The Computer and Technology group has plenty of great stocks, but investors should always be looking for companies that are outperforming their peers. Intuit (INTU - Free Report) is a stock that can certainly grab the attention of many investors, but do its recent returns compare favorably to the sector as a whole? One simple way to answer this question is to take a look at the year-to-date performance of INTU and the rest of the Computer and Technology group's stocks.
Intuit is one of 637 individual stocks in the Computer and Technology sector. Collectively, these companies sit at #10 in the Zacks Sector Rank. The Zacks Sector Rank considers 16 different groups, measuring the average Zacks Rank of the individual stocks within the sector to gauge the strength of each group.
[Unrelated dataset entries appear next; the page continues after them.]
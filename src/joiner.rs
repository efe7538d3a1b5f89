use std::collections::HashMap;

use log::{debug, info};

use crate::error::{Result, WeaverError};
use crate::models::{Dataset, Row};
use crate::normalize::join_key;

/// Result of the exact-key join. Rows keep the order of the incoming dataset.
#[derive(Debug, Clone, Default, PartialEq)]
pub struct JoinOutcome {
    pub matched: Vec<Row>,
    pub unmatched: Vec<Row>,
}

/// Join `incoming` onto `reference` by `merge_key` (case-insensitive header and value).
///
/// Duplicate keys in `reference` are tolerated; the first row in source order
/// that carries an identity value wins. Merged rows are the reference row with
/// the incoming row's fields written over it.
pub fn join(reference: &Dataset, incoming: &Dataset, merge_key: &str, identity_field: &str) -> Result<JoinOutcome> {
    let key_a = reference
        .find_header(merge_key)
        .ok_or_else(|| WeaverError::MissingMergeKey {
            key: merge_key.to_string(),
            file: "File A",
        })?;
    let key_b = incoming
        .find_header(merge_key)
        .ok_or_else(|| WeaverError::MissingMergeKey {
            key: merge_key.to_string(),
            file: "File B",
        })?;
    let identity = reference
        .find_header(identity_field)
        .ok_or_else(|| WeaverError::MissingIdentityField(identity_field.to_string()))?;

    let mut index: HashMap<String, Vec<&Row>> = HashMap::new();
    for row in &reference.rows {
        let key = join_key(row.get(key_a));
        let has_identity = row.get(identity).is_some_and(|v| !v.is_blank());
        if !key.is_empty() && has_identity {
            index.entry(key).or_default().push(row);
        }
    }
    debug!("join index: {} keys from {} reference rows", index.len(), reference.rows.len());

    let mut outcome = JoinOutcome::default();
    for row in &incoming.rows {
        let key = join_key(row.get(key_b));
        let target = if key.is_empty() {
            None
        } else {
            index.get(&key).and_then(|bucket| bucket.first())
        };
        match target {
            Some(a) => outcome.matched.push(a.overlay(row)),
            None => outcome.unmatched.push(row.clone()),
        }
    }

    info!(
        "joined on {merge_key}: {} matched, {} unmatched",
        outcome.matched.len(),
        outcome.unmatched.len()
    );
    Ok(outcome)
}

#[cfg(test)]
mod tests {
    use super::*;
    use crate::models::Value;

    fn dataset(headers: &[&str], rows: &[&[(&str, &str)]]) -> Dataset {
        Dataset::new(
            "test",
            headers.iter().map(|h| h.to_string()).collect(),
            rows.iter().map(|r| Row::from_pairs(r.iter().copied())).collect(),
        )
    }

    #[test]
    fn test_basic_join() {
        let a = dataset(&["NISN", "Nama"], &[&[("NISN", "1"), ("Nama", "Jane Doe")]]);
        let b = dataset(&["NISN", "id"], &[&[("NISN", "1"), ("id", "99")]]);
        let out = join(&a, &b, "NISN", "NISN").unwrap();
        assert_eq!(
            out.matched,
            vec![Row::from_pairs([("NISN", "1"), ("Nama", "Jane Doe"), ("id", "99")])]
        );
        assert!(out.unmatched.is_empty());
    }

    #[test]
    fn test_empty_identity_never_matches() {
        let a = dataset(&["NISN", "Nama"], &[&[("NISN", ""), ("Nama", "Jane")]]);
        let b = dataset(&["NISN", "id"], &[&[("NISN", ""), ("id", "1")]]);
        let out = join(&a, &b, "NISN", "NISN").unwrap();
        assert!(out.matched.is_empty());
        assert_eq!(out.unmatched, vec![Row::from_pairs([("NISN", ""), ("id", "1")])]);
    }

    #[test]
    fn test_equal_keys_but_blank_identity_is_skipped() {
        let a = dataset(
            &["Nama", "NISN"],
            &[
                &[("Nama", "Jane"), ("NISN", " ")],
                &[("Nama", "Jane"), ("NISN", "55")],
            ],
        );
        let b = dataset(&["nama", "id"], &[&[("nama", "JANE "), ("id", "1")]]);
        let out = join(&a, &b, "Nama", "NISN").unwrap();
        assert_eq!(out.matched.len(), 1);
        assert_eq!(out.matched[0].text("NISN"), "55");
    }

    #[test]
    fn test_first_valid_duplicate_wins() {
        let a = dataset(
            &["Nama", "NISN"],
            &[
                &[("Nama", "Budi"), ("NISN", "10")],
                &[("Nama", "budi"), ("NISN", "20")],
            ],
        );
        let b = dataset(&["Nama", "id"], &[&[("Nama", "BUDI"), ("id", "x")]]);
        let out = join(&a, &b, "nama", "nisn").unwrap();
        assert_eq!(out.matched[0].text("NISN"), "10");
        // incoming spelling wins for the shared field
        assert_eq!(out.matched[0].text("Nama"), "BUDI");
    }

    #[test]
    fn test_deterministic() {
        let a = dataset(
            &["Nama", "NISN"],
            &[&[("Nama", "A"), ("NISN", "1")], &[("Nama", "B"), ("NISN", "2")]],
        );
        let b = dataset(
            &["Nama", "id"],
            &[&[("Nama", "b"), ("id", "1")], &[("Nama", "c"), ("id", "2")], &[("Nama", "a"), ("id", "3")]],
        );
        let first = join(&a, &b, "Nama", "NISN").unwrap();
        let second = join(&a, &b, "Nama", "NISN").unwrap();
        assert_eq!(first, second);
        assert_eq!(first.matched[0].text("id"), "1");
        assert_eq!(first.matched[1].text("id"), "3");
    }

    #[test]
    fn test_numeric_keys_match_text_keys() {
        let mut a = dataset(&["NISN", "Nama"], &[]);
        a.rows.push(Row::from_pairs([("NISN", Value::Number(123.0)), ("Nama", Value::from("X"))]));
        let b = dataset(&["nisn", "id"], &[&[("nisn", "123"), ("id", "9")]]);
        let out = join(&a, &b, "NISN", "NISN").unwrap();
        assert_eq!(out.matched.len(), 1);
    }

    #[test]
    fn test_missing_key_in_reference() {
        let a = dataset(&["Nama", "NISN"], &[]);
        let b = dataset(&["Kelas"], &[]);
        let err = join(&a, &b, "Kelas", "NISN").unwrap_err();
        assert!(matches!(err, WeaverError::MissingMergeKey { file: "File A", .. }));
    }

    #[test]
    fn test_missing_key_in_incoming() {
        let a = dataset(&["Nama", "NISN"], &[]);
        let b = dataset(&["id"], &[&[("id", "1")]]);
        let err = join(&a, &b, "Nama", "NISN").unwrap_err();
        assert!(matches!(err, WeaverError::MissingMergeKey { file: "File B", .. }));
    }

    #[test]
    fn test_missing_identity_header() {
        let a = dataset(&["Nama"], &[]);
        let b = dataset(&["Nama"], &[]);
        let err = join(&a, &b, "Nama", "NISN").unwrap_err();
        assert!(matches!(err, WeaverError::MissingIdentityField(_)));
    }
}
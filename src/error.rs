use thiserror::Error;

#[derive(Error, Debug)]
pub enum WeaverError {
    #[error("IO error: {0}")]
    Io(#[from] std::io::Error),

    #[error("CSV error: {0}")]
    Csv(#[from] csv::Error),

    #[error("JSON error: {0}")]
    Json(#[from] serde_json::Error),

    #[cfg(feature = "xlsx")]
    #[error("Spreadsheet error: {0}")]
    Xlsx(#[from] calamine::Error),

    #[cfg(feature = "fetch")]
    #[error("HTTP error: {0}")]
    Http(#[from] reqwest::Error),

    #[error("Merge key \"{key}\" not found in {file}")]
    MissingMergeKey { key: String, file: &'static str },

    #[error("Required \"{0}\" header not found in File A")]
    MissingIdentityField(String),

    #[error("File B needs a column whose name contains \"id\"")]
    MissingIdColumn,

    #[error("The two files have no column in common")]
    NoCommonColumn,

    #[error("No data found in {0}")]
    EmptyFile(String),

    #[error("No unmatched row with key \"{0}\"")]
    UnknownCandidate(String),

    #[error("No eligible File A row with value \"{0}\"")]
    UnknownTarget(String),

    #[error("No merge session found. Run `weaver merge` first.")]
    NoSession,

    #[error("Nothing to undo")]
    NothingToUndo,

    #[error("Not found: {0}")]
    NotFound(String),

    #[error("Permission denied: {0}")]
    PermissionDenied(String),

    #[error("Malformed identifier: {0}")]
    MalformedIdentifier(String),

    #[error("Invalid range: {0}")]
    InvalidRange(String),

    #[error("Settings error: {0}")]
    Settings(String),

    #[error("{0}")]
    Other(String),
}

pub type Result<T> = std::result::Result<T, WeaverError>;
The Zacks Rank emphasizes earnings estimates and estimate revisions to find stocks with improving earnings outlooks. This system has a long record of success, and these stocks tend to be on track to beat the market over the next one to three months. INTU is currently sporting a Zacks Rank of #2 (Buy).
The Zacks Consensus Estimate for INTU's full-year earnings has moved 4.06% higher within the past quarter. This is a sign of improving analyst sentiment and a positive earnings outlook trend.
Based on the most recent data, INTU has returned 30.80% so far this year. At the same time, Computer and Technology stocks have gained an average of 15.48%. This means that Intuit is outperforming the sector as a whole this year.
Looking more specifically, INTU belongs to the Computer - Software industry, a group that includes 47 individual stocks and currently sits at #156 in the Zacks Industry Rank. Stocks in this group have gained about 29.13% so far this year, so INTU is performing better this group in terms of year-to-date returns.
Investors with an interest in Computer and Technology stocks should continue to track INTU. The stock will be looking to continue its solid performance.